We also assess the influence of the amount of regularization in the covariance matrices ε, which otherwise are singular. We increase the value used in the previous experiment from ε = 10−2 to ε = 0.1, ε = 1 and ε = 10. With these values, the condition number of the covariance matrix decreased from 1000 to 100, 10 and 1 respectively. A decrease in the sensitivity of the classifier was detected only for ε = 10, that is when the regularization became of the same order as the largest eigenvalues of the matrix. The choice of this setting has, therefore, very little influence on the classification results.
It is clear that the weights σk’s also should have been adjusted. As noted in Akin and Mumford (2012), adjusting the weights could increase matching accuracy, and possibly increase statistical performance. As explained in Sec. 2.6.2, these values were chosen so that the data term has the same order of magnitude as the sum of squared geodesic distances. However, it is clear from a statistical point of view that these values measure noise variance, and therefore should be estimated from the data and not fixed by the user. This estimation could be done in a Bayesian framework by adapting to varifolds the method proposed in Allassonnière et al. (2007, 2010) for images.
Overall, these experiments demonstrate the reproducibility of our results under various parameter settings. They show that the method could be applied in real cases without fine parameter tuning.
4. Discussion and Conclusion
This paper presents a comprehensive framework for the statistical analysis of shape complexes extracted from 3D anatomical images.

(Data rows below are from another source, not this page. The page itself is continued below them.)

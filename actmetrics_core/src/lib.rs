/*!
 * actmetrics core — the internal engine shared by every activation.
 *
 * This crate provides the event model, the pure flattener, the
 * environment/deadline reader, the (Linux-only) container probes, and
 * the process-wide send queue that batches, gzips, and ships events to
 * the ingest endpoint.
 *
 * End users should depend on the `actmetrics` facade crate instead,
 * which wires this engine to the HTTP probe and the per-activation
 * scope.
 *
 * # Module structure
 *
 * - `constants` — shared limits (batch size, truncation lengths, ingest
 *   user agent).
 * - `types` — `EventValue`, `Event`, `ErrorValue`, `FlatValue`.
 * - `flatten` — the pure `flatten_event` transform and `FlattenError`.
 * - `env` — activation identity + deadline, read once from the process
 *   environment.
 * - `container` — best-effort cgroup memory limit and `/etc/os-release`
 *   reads (Linux only, errors swallowed).
 * - `queue` — the shared, process-wide send queue and its gzip+HTTP
 *   flush.
 */

pub mod constants;
pub mod container;
pub mod env;
pub mod flatten;
pub mod queue;
pub mod types;

pub use flatten::{flatten_event, FlattenError};
pub use queue::{QueueHandle, SendQueue};
pub use types::{ErrorValue, Event, EventValue, FlatValue};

The method can deal with raw surfaces resulting from nearly any segmentation methods thanks to its robustness to noise, mesh imperfections and inconsistencies in mesh orientation. The scheme estimates a template shape complex with a fixed topology that is representative of the anatomy, and computes modes of deformation that preserve template structure and capture variability in data. Such topology constraints lead to modes of variations that are anatomically realistic and interpretable. The proposed approach therefore contrasts with the study of correlations between shape models that are estimated independently for each component within a shape complex. Given a typical neuroimaging study of a complex of deep brain structures in Down syndrome subjects, the method can find discriminative anatomical features with high statistical significance and small generalization errors, even with a limited number of observations. We show the robustness of these results in various experimental settings, demonstrating the effectiveness of the method without fine parameter tuning. The scientific community can evaluate the method by downloading the software Deformetrica, which is freely available at www.deformetrica.org.
The statistical analysis on deformations that we proposed is essentially multivariate. Statistics show the correlations between the deformation patterns in every region of the brain. The visualization of the deformations gives a comprehensive view of how these local deformations are combined into a consistent deformation of the underlying tissue. This analysis is therefore in strong contrast with voxel-based methods, which test at every voxel the difference in image intensities (Ashburner and Friston, 2000) or the difference in the Jacobian determinant of the template-to-subject deformations (Thompson et al., 2000). In particular, the analysis of the Jacobian determinant only indicates local contraction or expansion of the tissue, while ignoring more complex deformations patterns such as torques or a shift between two structures. Such cofounding effects may be misleading when interpreting the results.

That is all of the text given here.